Our current "age of technology" is the result of many brilliant inventions and discoveries, but it is our ability to transmit information, and the media we use to do it, that is perhaps most responsible for its evolution. Progressing from the copper wire of a century ago to today’s fiber optic cable, our increasing ability to transmit more information, more quickly and over longer distances has expanded the boundaries of our technological development in all areas.

Today’s low-loss glass fiber optic cable offers almost unlimited bandwidth and unique advantages over all previously developed transmission media. The basic point-to-point fiber optic transmission system consists of three basic elements: the optical transmitter, the fiber optic cable and the optical receiver. (See Figure 1.)

The Optical Transmitter: The transmitter converts an electrical analog or digital signal into a corresponding optical signal. The source of the optical signal can be either a light emitting diode, or a solid state laser diode. The most popular wavelengths of operation for optical transmitters are 850, 1300, or 1550 nanometers.

Most Fiberlink® transmission equipment manufactured by Communications Specialties operates at wavelengths of 850 or 1300nm.

The Fiber Optic Cable: The cable consists of one or more glass fibers, which act as waveguides for the optical signal. Fiber optic cable is similar to electrical cable in its construction, but provides special protection for the optical fiber within.
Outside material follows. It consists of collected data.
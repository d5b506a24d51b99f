//! The renderer controller: one loaded project, one render task, polled progress.

use std::path::{Path, PathBuf};
use std::sync::{Arc, Mutex, PoisonError};

use crate::foundation::core::{FrameSize, InterpolationMode, TimeRange};
use crate::foundation::error::{SlowmoError, SlowmoResult};
use crate::project::loader::load_project;
use crate::project::model::Project;
use crate::render::events::{TaskEvent, TaskObserver, TerminalEvent};
use crate::render::images::ImagesRenderTarget;
use crate::render::target::RenderTarget;
use crate::render::task::{RenderTask, RunState};
use crate::render::video::VideoRenderTarget;

/// Last recorded progress of the render task.
#[derive(Clone, Copy, Debug, Default, PartialEq, Eq)]
pub struct ProgressSnapshot {
    /// Output frames written so far.
    pub done: u64,
    /// Output frames in the run.
    pub total: u64,
}

impl std::fmt::Display for ProgressSnapshot {
    fn fmt(&self, f: &mut std::fmt::Formatter<'_>) -> std::fmt::Result {
        write!(f, "{}/{}", self.done, self.total)
    }
}

#[derive(Debug, Default)]
struct Tracked {
    progress: ProgressSnapshot,
    last_terminal: Option<TerminalEvent>,
}

/// Records task events for polling; one lock guards the whole snapshot.
#[derive(Debug, Default)]
struct ProgressTracker {
    inner: Mutex<Tracked>,
}

impl ProgressTracker {
    fn lock(&self) -> std::sync::MutexGuard<'_, Tracked> {
        self.inner.lock().unwrap_or_else(PoisonError::into_inner)
    }

    fn reset(&self) {
        *self.lock() = Tracked::default();
    }

    fn progress(&self) -> ProgressSnapshot {
        self.lock().progress
    }

    fn last_terminal(&self) -> Option<TerminalEvent> {
        self.lock().last_terminal.clone()
    }
}

impl TaskObserver for ProgressTracker {
    fn on_event(&self, event: &TaskEvent) {
        match event {
            TaskEvent::Sized { description, total } => {
                tracing::info!("{description}");
                let mut t = self.lock();
                t.progress = ProgressSnapshot {
                    done: 0,
                    total: *total,
                };
                t.last_terminal = None;
            }
            TaskEvent::Progress(done) => {
                self.lock().progress.done = *done;
            }
            TaskEvent::Terminal(terminal) => {
                tracing::info!(kind = ?terminal.kind, reason = %terminal.reason, "Rendering finished.");
                self.lock().last_terminal = Some(terminal.clone());
            }
        }
    }
}

/// Entry point for loading a project, configuring its render task and driving a render.
///
/// Configuration calls fail with [`SlowmoError::NoProject`] before a project is loaded and with
/// [`SlowmoError::Busy`] while rendering. `start` and `abort` never block; progress is polled
/// with [`SlowmoRenderer::progress`].
#[derive(Debug, Default)]
pub struct SlowmoRenderer {
    project: Option<Project>,
    tracker: Arc<ProgressTracker>,
}

impl SlowmoRenderer {
    /// Create a renderer with nothing loaded.
    pub fn new() -> Self {
        Self::default()
    }

    /// Load a project file, replacing the current project.
    ///
    /// The previous project is torn down first, even if loading fails. Loader warnings are
    /// logged.
    #[tracing::instrument(skip_all, fields(path = %path.as_ref().display()))]
    pub fn load(&mut self, path: impl AsRef<Path>) -> SlowmoResult<()> {
        self.unload();
        let (project, warnings) = load_project(path.as_ref())?;
        for warning in &warnings {
            tracing::warn!("{warning}");
        }
        self.install(project);
        Ok(())
    }

    /// Install an already built project and create its render task.
    ///
    /// The task range covers the node graph and the project's render settings apply.
    pub fn install(&mut self, mut project: Project) {
        self.unload();
        let mut task = RenderTask::new(project.nodes().bounds())
            .with_settings(project.render_settings().clone());
        task.subscribe(Arc::clone(&self.tracker) as Arc<dyn TaskObserver>);
        project.replace_render_task(task);
        tracing::info!(
            start = project.nodes().start_time(),
            end = project.nodes().end_time(),
            frames = %project.frames().describe(),
            "project loaded"
        );
        self.project = Some(project);
    }

    /// Register an extra observer on the current render task.
    ///
    /// Observers belong to the task and are discarded with it on the next load.
    pub fn subscribe(&mut self, observer: Arc<dyn TaskObserver>) -> SlowmoResult<()> {
        self.task_mut()?.subscribe(observer);
        Ok(())
    }

    /// Drop the current project, stopping any run in progress.
    pub fn unload(&mut self) {
        if let Some(project) = self.project.take() {
            tracing::debug!(nodes = project.nodes().len(), "unloading project");
        }
        self.tracker.reset();
    }

    /// The loaded project.
    pub fn project(&self) -> Option<&Project> {
        self.project.as_ref()
    }

    /// Current render range.
    pub fn time_range(&self) -> Option<TimeRange> {
        self.project
            .as_ref()
            .and_then(Project::render_task)
            .map(RenderTask::time_range)
    }

    /// Set the render range; it is clamped into the node-graph bounds.
    pub fn set_time_range(&mut self, start: f64, end: f64) -> SlowmoResult<()> {
        self.task_mut()?.set_time_range(start, end)
    }

    /// Move the range start. The end is raised to `start` when it would fall behind it.
    pub fn set_start(&mut self, start: f64) -> SlowmoResult<()> {
        let task = self.task_mut()?;
        let end = task.time_range().end.max(start);
        task.set_time_range(start, end)
    }

    /// Move the range end; the start is left as is.
    pub fn set_end(&mut self, end: f64) -> SlowmoResult<()> {
        let task = self.task_mut()?;
        let start = task.time_range().start;
        task.set_time_range(start, end)
    }

    /// Set the output frame rate.
    pub fn set_fps(&mut self, fps: f64) -> SlowmoResult<()> {
        self.task_mut()?.set_fps(fps)
    }

    /// Render into a video file encoded with `codec`.
    pub fn set_video_render_target(
        &mut self,
        path: impl Into<PathBuf>,
        codec: impl Into<String>,
    ) -> SlowmoResult<()> {
        let target = VideoRenderTarget::new(path, codec)?;
        self.set_render_target(Box::new(target))
    }

    /// Render into numbered image files; `pattern` must contain `%1`.
    pub fn set_images_render_target(
        &mut self,
        pattern: impl Into<String>,
        dir: impl Into<PathBuf>,
    ) -> SlowmoResult<()> {
        let target = ImagesRenderTarget::new(pattern, dir)?;
        self.set_render_target(Box::new(target))
    }

    /// Attach any render target, replacing the previous one.
    pub fn set_render_target(&mut self, target: Box<dyn RenderTarget>) -> SlowmoResult<()> {
        self.task_mut()?.set_render_target(target)
    }

    /// Set how frames between source frames are produced.
    pub fn set_interpolation(&mut self, mode: InterpolationMode) -> SlowmoResult<()> {
        self.task_mut()?.set_interpolation(mode)
    }

    /// Render at original size (`true`) or reduced size (`false`).
    pub fn set_size(&mut self, use_original: bool) -> SlowmoResult<()> {
        let size = if use_original {
            FrameSize::Original
        } else {
            FrameSize::Small
        };
        self.task_mut()?.set_size(size)
    }

    /// Tune the smoothness of the project's flow source.
    ///
    /// Returns `false` and logs a warning when there is no tunable flow source or the value is
    /// rejected; nothing is changed then.
    pub fn set_flow_lambda(&mut self, lambda: f32) -> bool {
        let Some(project) = self.project.as_mut() else {
            tracing::warn!(lambda, "cannot set flow lambda: no project loaded");
            return false;
        };
        let Some(flow) = project.flow_source_mut() else {
            tracing::warn!(lambda, "cannot set flow lambda: project has no flow source");
            return false;
        };
        let name = flow.name();
        match flow.tunable_lambda() {
            Some(tunable) => match tunable.set_lambda(lambda) {
                Ok(()) => {
                    tracing::debug!(lambda, source = name, "flow lambda set");
                    true
                }
                Err(e) => {
                    tracing::warn!(lambda, source = name, "flow lambda rejected: {e}");
                    false
                }
            },
            None => {
                tracing::warn!(
                    lambda,
                    source = name,
                    "flow source has no lambda parameter; not applicable"
                );
                false
            }
        }
    }

    /// Start rendering. A no-op while already running.
    pub fn start(&mut self) -> SlowmoResult<()> {
        self.project
            .as_mut()
            .ok_or(SlowmoError::NoProject)?
            .start_rendering()
    }

    /// Ask a running render to stop. Safe to call at any time.
    pub fn abort(&self) {
        if let Some(task) = self.project.as_ref().and_then(Project::render_task) {
            task.abort();
        }
    }

    /// Last recorded `(done, total)`.
    pub fn progress(&self) -> ProgressSnapshot {
        self.tracker.progress()
    }

    /// `true` while a run is in progress.
    pub fn is_rendering(&self) -> bool {
        self.project
            .as_ref()
            .and_then(Project::render_task)
            .is_some_and(RenderTask::is_running)
    }

    /// State of the render task, if a project is loaded.
    pub fn state(&self) -> Option<RunState> {
        self.project
            .as_ref()
            .and_then(Project::render_task)
            .map(RenderTask::state)
    }

    /// Block until the current run ends and return its terminal event.
    pub fn wait(&mut self) -> Option<TerminalEvent> {
        if let Some(task) = self.project.as_mut().and_then(Project::render_task_mut) {
            task.wait();
        }
        self.tracker.last_terminal()
    }

    /// Terminal event of the most recent run.
    pub fn last_terminal(&self) -> Option<TerminalEvent> {
        self.tracker.last_terminal()
    }

    /// Whether the renderer is ready to start. Reasons it is not are appended to `message`,
    /// one per line.
    pub fn is_complete(&self, message: &mut String) -> bool {
        let missing = self.missing_configuration();
        for reason in &missing {
            if !message.is_empty() && !message.ends_with('\n') {
                message.push('\n');
            }
            message.push_str(reason);
        }
        missing.is_empty()
    }

    /// Reasons the renderer is not ready to start; empty when it is.
    pub fn missing_configuration(&self) -> Vec<String> {
        let mut missing = Vec::new();
        if self.project.is_none() {
            missing.push("No project loaded.".to_string());
        }
        let has_target = self
            .project
            .as_ref()
            .and_then(Project::render_task)
            .is_some_and(RenderTask::has_target);
        if !has_target {
            missing.push("No render target set.".to_string());
        }
        missing
    }

    fn task_mut(&mut self) -> SlowmoResult<&mut RenderTask> {
        self.project
            .as_mut()
            .and_then(Project::render_task_mut)
            .ok_or(SlowmoError::NoProject)
    }
}

#[cfg(test)]
#[path = "../tests/unit/renderer.rs"]
mod tests;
For systems requiring transmission over distances of many kilometers, or where two or more fiber optic cables must be joined together, an optical splice is commonly used.

The Optical Receiver: The receiver converts the optical signal back into a replica of the original electrical signal. The detector of the optical signal is either a PIN-type photodiode or avalanche-type photodiode.

Most Fiberlink® receiving equipment uses PIN-type photodiodes. 

Advantages of Fiber Optic Systems
Fiber optic transmission systems – a fiber optic transmitter and receiver, connected by fiber optic cable – offer a wide range of benefits not offered by traditional copper wire or coaxial cable. These include:

1. The ability to carry much more information and deliver it with greater fidelity than either copper wire or coaxial cable.

2. Fiber optic cable can support much higher data rates, and at greater distances, than coaxial cable, making it ideal for transmission of  serial digital data.

3. The fiber is totally immune to virtually all kinds of interference, including lightning, and will not conduct electricity. It can therefore   come in direct contact with high voltage electrical equipment and power lines. It will also not create ground loops of any kind.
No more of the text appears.